We went hiking recently at one of the infamous Ithaca gorges. As we came off the trail, our car was parked next to the only one in the lot surrounded by a bunch of teenagers. They were drinking, showing off their underwear hanging out of their jeans, and arguing about who was going to drive. I decided to make good use of everyone’s time.
I loaded my kids and dog into our car and then grabbed my registration and proof of insurance from the glove box. I flashed it at the teenagers from a distance as I spoke really loudly.
“New York State Police. I need to see some identification.”
They looked terrified, which is remarkable considering I was wearing Lululemon from head to toe. All of the sudden they went from acting like little shits to picking up their empty beer cans and being really polite.

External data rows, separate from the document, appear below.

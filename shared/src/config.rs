use std::env;
use std::str::FromStr;

use chrono::{FixedOffset, Offset, Utc};

use crate::error::ConfigError;

pub const DEFAULT_RESEND_API_URL: &str = "https://api.resend.com/emails";
pub const DEFAULT_FROM_ADDRESS: &str = "Website Contact <onboarding@resend.dev>";
pub const DEFAULT_ROUTE_PATH: &str = "/contact";

/// Which email provider the edge function hands submissions to.
#[derive(Debug, Clone, Copy, PartialEq, Eq)]
pub enum ProviderKind {
    Resend,
    Ses,
    Forward,
    Log,
}

impl FromStr for ProviderKind {
    type Err = ConfigError;

    fn from_str(s: &str) -> Result<Self, Self::Err> {
        match s.trim().to_ascii_lowercase().as_str() {
            "resend" => Ok(Self::Resend),
            "ses" => Ok(Self::Ses),
            "forward" => Ok(Self::Forward),
            "log" => Ok(Self::Log),
            other => Err(ConfigError::UnknownProvider(other.to_string())),
        }
    }
}

/// Zone the notification email renders the submission time in.
///
/// The offset is fixed and does not follow daylight saving. A label such as
/// "EST" is only printed next to the time, so pick the offset that matches
/// it (an `-05:00` "EST" deployment shows winter time all year).
#[derive(Debug, Clone, PartialEq, Eq)]
pub struct DisplayZone {
    pub offset: FixedOffset,
    pub label: String,
}

impl Default for DisplayZone {
    fn default() -> Self {
        Self {
            offset: Utc.fix(),
            label: "UTC".to_string(),
        }
    }
}

#[derive(Debug, Clone)]
pub struct ContactConfig {
    pub provider: ProviderKind,
    /// Bearer credential for Resend. Checked when dispatching, not at startup.
    pub resend_api_key: Option<String>,
    pub resend_api_url: String,
    pub from_address: String,
    pub recipients: Vec<String>,
    pub display_zone: DisplayZone,
    /// Restrict to the site's real origin before going to production.
    pub allowed_origin: String,
    pub route_path: String,
    pub forward_url: Option<String>,
    pub forward_token: Option<String>,
}

impl ContactConfig {
    pub fn from_env() -> Result<Self, ConfigError> {
        Self::from_lookup(|key| env::var(key).ok())
    }

    /// Build from any key lookup. Empty values count as unset.
    pub fn from_lookup<F>(lookup: F) -> Result<Self, ConfigError>
    where
        F: Fn(&str) -> Option<String>,
    {
        let get = |key: &str| lookup(key).filter(|v| !v.trim().is_empty());

        let provider = match get("EMAIL_PROVIDER") {
            Some(raw) => raw.parse()?,
            None => ProviderKind::Resend,
        };

        let recipients: Vec<String> = get("CONTACT_TO")
            .ok_or(ConfigError::Missing("CONTACT_TO"))?
            .split(',')
            .map(str::trim)
            .filter(|r| !r.is_empty())
            .map(str::to_string)
            .collect();
        if recipients.is_empty() {
            return Err(ConfigError::Missing("CONTACT_TO"));
        }

        let display_zone = match get("CONTACT_DISPLAY_OFFSET") {
            Some(raw) => DisplayZone {
                offset: raw
                    .trim()
                    .parse()
                    .map_err(|_| ConfigError::InvalidOffset(raw.clone()))?,
                label: get("CONTACT_DISPLAY_TZ").unwrap_or_else(|| raw.trim().to_string()),
            },
            None => DisplayZone {
                label: get("CONTACT_DISPLAY_TZ").unwrap_or_else(|| "UTC".to_string()),
                ..DisplayZone::default()
            },
        };

        let forward_url = get("FORWARD_URL");
        if provider == ProviderKind::Forward && forward_url.is_none() {
            return Err(ConfigError::Missing("FORWARD_URL"));
        }

        Ok(Self {
            provider,
            resend_api_key: get("RESEND_API_KEY"),
            resend_api_url: get("RESEND_API_URL")
                .unwrap_or_else(|| DEFAULT_RESEND_API_URL.to_string()),
            from_address: get("CONTACT_FROM").unwrap_or_else(|| DEFAULT_FROM_ADDRESS.to_string()),
            recipients,
            display_zone,
            allowed_origin: get("CORS_ALLOW_ORIGIN").unwrap_or_else(|| "*".to_string()),
            route_path: get("CONTACT_PATH").unwrap_or_else(|| DEFAULT_ROUTE_PATH.to_string()),
            forward_url,
            forward_token: get("FORWARD_TOKEN"),
        })
    }
}

#[cfg(test)]
mod tests {
    use std::collections::HashMap;

    use super::*;

    fn lookup(pairs: &[(&str, &str)]) -> impl Fn(&str) -> Option<String> {
        let map: HashMap<String, String> = pairs
            .iter()
            .map(|(k, v)| (k.to_string(), v.to_string()))
            .collect();
        move |key: &str| map.get(key).cloned()
    }

    #[test]
    fn defaults() {
        let config = ContactConfig::from_lookup(lookup(&[("CONTACT_TO", "hello@example.com")]))
            .unwrap();

        assert_eq!(config.provider, ProviderKind::Resend);
        assert_eq!(config.resend_api_key, None);
        assert_eq!(config.resend_api_url, DEFAULT_RESEND_API_URL);
        assert_eq!(config.recipients, vec!["hello@example.com"]);
        assert_eq!(config.allowed_origin, "*");
        assert_eq!(config.route_path, "/contact");
        assert_eq!(config.display_zone, DisplayZone::default());
    }

    #[test]
    fn recipients_are_comma_separated() {
        let config = ContactConfig::from_lookup(lookup(&[(
            "CONTACT_TO",
            "a@example.com, b@example.com,,",
        )]))
        .unwrap();

        assert_eq!(config.recipients, vec!["a@example.com", "b@example.com"]);
    }

    #[test]
    fn recipients_are_required() {
        let err = ContactConfig::from_lookup(lookup(&[])).unwrap_err();

        assert!(matches!(err, ConfigError::Missing("CONTACT_TO")));
    }

    #[test]
    fn empty_api_key_counts_as_unset() {
        let config = ContactConfig::from_lookup(lookup(&[
            ("CONTACT_TO", "hello@example.com"),
            ("RESEND_API_KEY", "  "),
        ]))
        .unwrap();

        assert_eq!(config.resend_api_key, None);
    }

    #[test]
    fn display_offset_and_label() {
        let config = ContactConfig::from_lookup(lookup(&[
            ("CONTACT_TO", "hello@example.com"),
            ("CONTACT_DISPLAY_OFFSET", "-05:00"),
            ("CONTACT_DISPLAY_TZ", "EST"),
        ]))
        .unwrap();

        assert_eq!(config.display_zone.offset.local_minus_utc(), -5 * 3600);
        assert_eq!(config.display_zone.label, "EST");
    }

    #[test]
    fn display_offset_ignores_daylight_saving() {
        use chrono::{TimeZone, Timelike};

        let config = ContactConfig::from_lookup(lookup(&[
            ("CONTACT_TO", "hello@example.com"),
            ("CONTACT_DISPLAY_OFFSET", "-05:00"),
            ("CONTACT_DISPLAY_TZ", "EST"),
        ]))
        .unwrap();
        let winter = Utc.with_ymd_and_hms(2025, 1, 15, 17, 0, 0).unwrap();
        let summer = Utc.with_ymd_and_hms(2025, 7, 15, 17, 0, 0).unwrap();

        assert_eq!(winter.with_timezone(&config.display_zone.offset).hour(), 12);
        assert_eq!(summer.with_timezone(&config.display_zone.offset).hour(), 12);
    }

    #[test]
    fn bad_offset_is_rejected() {
        let err = ContactConfig::from_lookup(lookup(&[
            ("CONTACT_TO", "hello@example.com"),
            ("CONTACT_DISPLAY_OFFSET", "eastern"),
        ]))
        .unwrap_err();

        assert!(matches!(err, ConfigError::InvalidOffset(_)));
    }

    #[test]
    fn unknown_provider_is_rejected() {
        let err = ContactConfig::from_lookup(lookup(&[
            ("CONTACT_TO", "hello@example.com"),
            ("EMAIL_PROVIDER", "carrier-pigeon"),
        ]))
        .unwrap_err();

        assert!(matches!(err, ConfigError::UnknownProvider(p) if p == "carrier-pigeon"));
    }

    #[test]
    fn forward_needs_url() {
        let err = ContactConfig::from_lookup(lookup(&[
            ("CONTACT_TO", "hello@example.com"),
            ("EMAIL_PROVIDER", "forward"),
        ]))
        .unwrap_err();

        assert!(matches!(err, ConfigError::Missing("FORWARD_URL")));
    }
}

I looked directly at the wise guy behind the wheel, wearing his baseball cap sideways.
“Tell you what, if you can blow under a .08, I’ll forgive the fact that you’re a minor.”

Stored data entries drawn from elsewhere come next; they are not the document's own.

use std::panic::AssertUnwindSafe;

use chrono::Utc;
use contact_atoms::contact::{ContactForm, ContactSubmission, SubmissionReceipt};
use futures::FutureExt;
use lambda_http::http::header::USER_AGENT;
use lambda_http::http::{Method, StatusCode};
use lambda_http::{Body, Request, RequestPayloadExt, Response};
use tracing::{Instrument, Span};

use crate::error::ContactError;
use crate::response::{
    json_response, method_not_allowed, preflight, unhandled, ContactResponse,
    DISPATCH_FAILED_MESSAGE, GENERIC_SPAM_MESSAGE, VALIDATION_MESSAGE,
};
use crate::AppState;

/// Handle one request to the contact route.
///
/// Always produces a response: every failure, panics included, ends up as a
/// JSON envelope with `success: false`. Log events go to the injected `span`.
pub async fn contact_endpoint(state: &AppState, event: &Request, span: &Span) -> Response<Body> {
    let origin = state.config.allowed_origin.as_str();

    match event.method() {
        &Method::OPTIONS => preflight(origin),
        &Method::POST => {
            let outcome = AssertUnwindSafe(submit(state, event, span))
                .catch_unwind()
                .await;
            match outcome {
                Ok(result) => respond(result, origin, span),
                Err(_) => {
                    tracing::error!(parent: span, "Contact handler panicked");
                    unhandled(origin)
                }
            }
        }
        _ => {
            tracing::warn!(parent: span, method = %event.method(), "Method not allowed on contact route");
            method_not_allowed(origin)
        }
    }
}

/// Validate, sanitize and dispatch one contact form submission.
pub async fn submit(
    state: &AppState,
    event: &Request,
    span: &Span,
) -> Result<SubmissionReceipt, ContactError> {
    let form = extract_form(event)?;

    if form.is_spam() {
        tracing::warn!(parent: span, "Honeypot field filled, rejecting submission");
        return Err(ContactError::SpamRejected);
    }

    let user_agent = event
        .headers()
        .get(USER_AGENT)
        .and_then(|v| v.to_str().ok());
    let submission = ContactSubmission::accept(form, Utc::now(), user_agent)
        .map_err(ContactError::ValidationFailed)?;

    tracing::info!(
        parent: span,
        name = %submission.name(),
        email = %submission.email(),
        "Contact form submission received"
    );

    let message_id = state
        .dispatcher
        .dispatch(&submission)
        .instrument(span.clone())
        .await?;

    tracing::info!(
        parent: span,
        provider = state.dispatcher.provider(),
        message_id = %message_id,
        "Contact email dispatched"
    );

    Ok(submission.receipt())
}

/// Decode a form-encoded or JSON body. Missing fields come back as "".
fn extract_form(event: &Request) -> Result<ContactForm, ContactError> {
    match event.payload::<ContactForm>() {
        Ok(Some(form)) => Ok(form),
        Ok(None) => Ok(ContactForm::default()),
        Err(e) => Err(ContactError::Unhandled(format!("unreadable form body: {}", e))),
    }
}

fn respond(result: Result<SubmissionReceipt, ContactError>, origin: &str, span: &Span) -> Response<Body> {
    match result {
        Ok(receipt) => json_response(StatusCode::OK, &ContactResponse::success(receipt), origin),
        Err(ContactError::SpamRejected) => json_response(
            StatusCode::BAD_REQUEST,
            &ContactResponse::failure(GENERIC_SPAM_MESSAGE),
            origin,
        ),
        Err(ContactError::ValidationFailed(violations)) => {
            tracing::info!(parent: span, violations = violations.len(), "Contact form failed validation");
            let errors = violations.iter().map(ToString::to_string).collect();
            json_response(
                StatusCode::BAD_REQUEST,
                &ContactResponse::failure(VALIDATION_MESSAGE).with_errors(errors),
                origin,
            )
        }
        Err(ContactError::DispatchFailed(e)) => {
            tracing::error!(parent: span, error = %e, "Failed to send contact email");
            json_response(
                StatusCode::INTERNAL_SERVER_ERROR,
                &ContactResponse::failure(DISPATCH_FAILED_MESSAGE).with_error(e.to_string()),
                origin,
            )
        }
        Err(ContactError::Unhandled(detail)) => {
            tracing::error!(parent: span, error = %detail, "Contact handler failed");
            unhandled(origin)
        }
    }
}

He was mumbling and we both knew he wouldn’t be able to pull that off. Thankfully the girl who had been bouncing around on his lap looked like she was sober, even if she was going to faint.

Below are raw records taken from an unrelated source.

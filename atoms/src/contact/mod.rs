// Re-export model types and rule/sanitizer functions
pub mod model;
pub mod rules;
pub mod sanitize;

pub use model::{ContactForm, ContactSubmission, SubmissionReceipt, UNKNOWN_USER_AGENT};
pub use rules::{check_fields, precheck, validate, Precheck, RuleViolation};
pub use sanitize::{sanitize, MAX_FIELD_CHARS};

“Since I am off duty and have my kids with me, I will let you go if one of you can safely drive you all away from here. Otherwise, I’m going to have to call this in.”
Do cops have iPhones?
After pretending to search my vehicle, I told them I didn't have a breathalyzer, and that all I was really concerned about was their, and everyone else on the road's, safety. They seemed to regain color in their faces when they realized I was leaving. I have no idea if I helped or not, but I saluted them as I drove off.